[[ Records for the task, beginning ]]

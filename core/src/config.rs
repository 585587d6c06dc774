use crate::error::ConfigError;
use crate::language::Language;

pub const DEFAULT_MODEL: &str = "gpt-4o";
pub const DEFAULT_DATABASE_URL: &str = "sqlite://agridoc.db";
pub const DEFAULT_BIND_ADDR: &str = "0.0.0.0:3000";

/// Process configuration, read once at startup and handed to whoever needs it.
#[derive(Debug, Clone)]
pub struct Config {
    pub api_key: String,
    pub model: String,
    pub base_url: Option<String>,
    pub database_url: String,
    pub bind_addr: String,
    pub default_language: Language,
}

impl Config {
    /// Loads `.env` if present, then reads the process environment.
    pub fn from_env() -> Result<Self, ConfigError> {
        dotenvy::dotenv().ok();
        Self::from_lookup(|key| std::env::var(key).ok())
    }

    pub(crate) fn from_lookup<F>(lookup: F) -> Result<Self, ConfigError>
    where
        F: Fn(&str) -> Option<String>,
    {
        let non_empty = |key: &str| lookup(key).filter(|v| !v.trim().is_empty());

        let api_key = non_empty("OPENAI_API_KEY").ok_or(ConfigError::Missing("OPENAI_API_KEY"))?;

        Ok(Self {
            api_key,
            model: non_empty("OPENAI_MODEL").unwrap_or_else(|| DEFAULT_MODEL.to_string()),
            base_url: non_empty("OPENAI_BASE_URL"),
            database_url: non_empty("DATABASE_URL")
                .unwrap_or_else(|| DEFAULT_DATABASE_URL.to_string()),
            bind_addr: non_empty("AGRIDOC_BIND_ADDR")
                .unwrap_or_else(|| DEFAULT_BIND_ADDR.to_string()),
            default_language: non_empty("AGRIDOC_DEFAULT_LANGUAGE")
                .map(|v| Language::parse_or(&v, Language::English))
                .unwrap_or(Language::English),
        })
    }
}

#[cfg(test)]
mod tests {
    use super::*;
    use std::collections::HashMap;

    fn lookup(pairs: &[(&str, &str)]) -> impl Fn(&str) -> Option<String> {
        let map: HashMap<String, String> = pairs
            .iter()
            .map(|(k, v)| (k.to_string(), v.to_string()))
            .collect();
        move |key| map.get(key).cloned()
    }

    #[test]
    fn missing_api_key_is_rejected() {
        let err = Config::from_lookup(lookup(&[])).unwrap_err();
        assert!(matches!(err, ConfigError::Missing("OPENAI_API_KEY")));

        let err = Config::from_lookup(lookup(&[("OPENAI_API_KEY", "  ")])).unwrap_err();
        assert!(matches!(err, ConfigError::Missing("OPENAI_API_KEY")));
    }

    #[test]
    fn defaults_fill_optional_values() {
        let config = Config::from_lookup(lookup(&[("OPENAI_API_KEY", "sk-test")])).unwrap();
        assert_eq!(config.model, DEFAULT_MODEL);
        assert_eq!(config.database_url, DEFAULT_DATABASE_URL);
        assert_eq!(config.bind_addr, DEFAULT_BIND_ADDR);
        assert_eq!(config.base_url, None);
        assert_eq!(config.default_language, Language::English);
    }

    #[test]
    fn overrides_are_honoured() {
        let config = Config::from_lookup(lookup(&[
            ("OPENAI_API_KEY", "sk-test"),
            ("OPENAI_MODEL", "gpt-4o-mini"),
            ("OPENAI_BASE_URL", "http://localhost:8080/v1"),
            ("DATABASE_URL", "sqlite::memory:"),
            ("AGRIDOC_DEFAULT_LANGUAGE", "telugu"),
        ]))
        .unwrap();
        assert_eq!(config.model, "gpt-4o-mini");
        assert_eq!(config.base_url.as_deref(), Some("http://localhost:8080/v1"));
        assert_eq!(config.database_url, "sqlite::memory:");
        assert_eq!(config.default_language, Language::Telugu);
    }
}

[[ Records for the task, end ]]

Your assignment
Each line of the records belongs in the answer, reproduced exactly.

Solution
filename core/src/config.rs
repository 585587d6c06dc774
use crate::error::ConfigError;
use crate::language::Language;

pub const DEFAULT_MODEL: &str = "gpt-4o";
pub const DEFAULT_DATABASE_URL: &str = "sqlite://agridoc.db";
pub const DEFAULT_BIND_ADDR: &str = "0.0.0.0:3000";

/// Process configuration, read once at startup and handed to whoever needs it.
#[derive(Debug, Clone)]
pub struct Config {
    pub api_key: String,
    pub model: String,
    pub base_url: Option<String>,
    pub database_url: String,
    pub bind_addr: String,
    pub default_language: Language,
}

impl Config {
    /// Loads `.env` if present, then reads the process environment.
    pub fn from_env() -> Result<Self, ConfigError> {
        dotenvy::dotenv().ok();
        Self::from_lookup(|key| std::env::var(key).ok())
    }

    pub(crate) fn from_lookup<F>(lookup: F) -> Result<Self, ConfigError>
    where
        F: Fn(&str) -> Option<String>,
    {
        let non_empty = |key: &str| lookup(key).filter(|v| !v.trim().is_empty());

        let api_key = non_empty("OPENAI_API_KEY").ok_or(ConfigError::Missing("OPENAI_API_KEY"))?;

        Ok(Self {
            api_key,
            model: non_empty("OPENAI_MODEL").unwrap_or_else(|| DEFAULT_MODEL.to_string()),
            base_url: non_empty("OPENAI_BASE_URL"),
            database_url: non_empty("DATABASE_URL")
                .unwrap_or_else(|| DEFAULT_DATABASE_URL.to_string()),
            bind_addr: non_empty("AGRIDOC_BIND_ADDR")
                .unwrap_or_else(|| DEFAULT_BIND_ADDR.to_string()),
            default_language: non_empty("AGRIDOC_DEFAULT_LANGUAGE")
                .map(|v| Language::parse_or(&v, Language::English))
                .unwrap_or(Language::English),
        })
    }
}

#[cfg(test)]
mod tests {
    use super::*;
    use std::collections::HashMap;

    fn lookup(pairs: &[(&str, &str)]) -> impl Fn(&str) -> Option<String> {
        let map: HashMap<String, String> = pairs
            .iter()
            .map(|(k, v)| (k.to_string(), v.to_string()))
            .collect();
        move |key| map.get(key).cloned()
    }

    #[test]
    fn missing_api_key_is_rejected() {
        let err = Config::from_lookup(lookup(&[])).unwrap_err();
        assert!(matches!(err, ConfigError::Missing("OPENAI_API_KEY")));

        let err = Config::from_lookup(lookup(&[("OPENAI_API_KEY", "  ")])).unwrap_err();
        assert!(matches!(err, ConfigError::Missing("OPENAI_API_KEY")));
    }

    #[test]
    fn defaults_fill_optional_values() {
        let config = Config::from_lookup(lookup(&[("OPENAI_API_KEY", "sk-test")])).unwrap();
        assert_eq!(config.model, DEFAULT_MODEL);
        assert_eq!(config.database_url, DEFAULT_DATABASE_URL);
        assert_eq!(config.bind_addr, DEFAULT_BIND_ADDR);
        assert_eq!(config.base_url, None);
        assert_eq!(config.default_language, Language::English);
    }

    #[test]
    fn overrides_are_honoured() {
        let config = Config::from_lookup(lookup(&[
            ("OPENAI_API_KEY", "sk-test"),
            ("OPENAI_MODEL", "gpt-4o-mini"),
            ("OPENAI_BASE_URL", "http://localhost:8080/v1"),
            ("DATABASE_URL", "sqlite::memory:"),
            ("AGRIDOC_DEFAULT_LANGUAGE", "telugu"),
        ]))
        .unwrap();
        assert_eq!(config.model, "gpt-4o-mini");
        assert_eq!(config.base_url.as_deref(), Some("http://localhost:8080/v1"));
        assert_eq!(config.database_url, "sqlite::memory:");
        assert_eq!(config.default_language, Language::Telugu);
    }
}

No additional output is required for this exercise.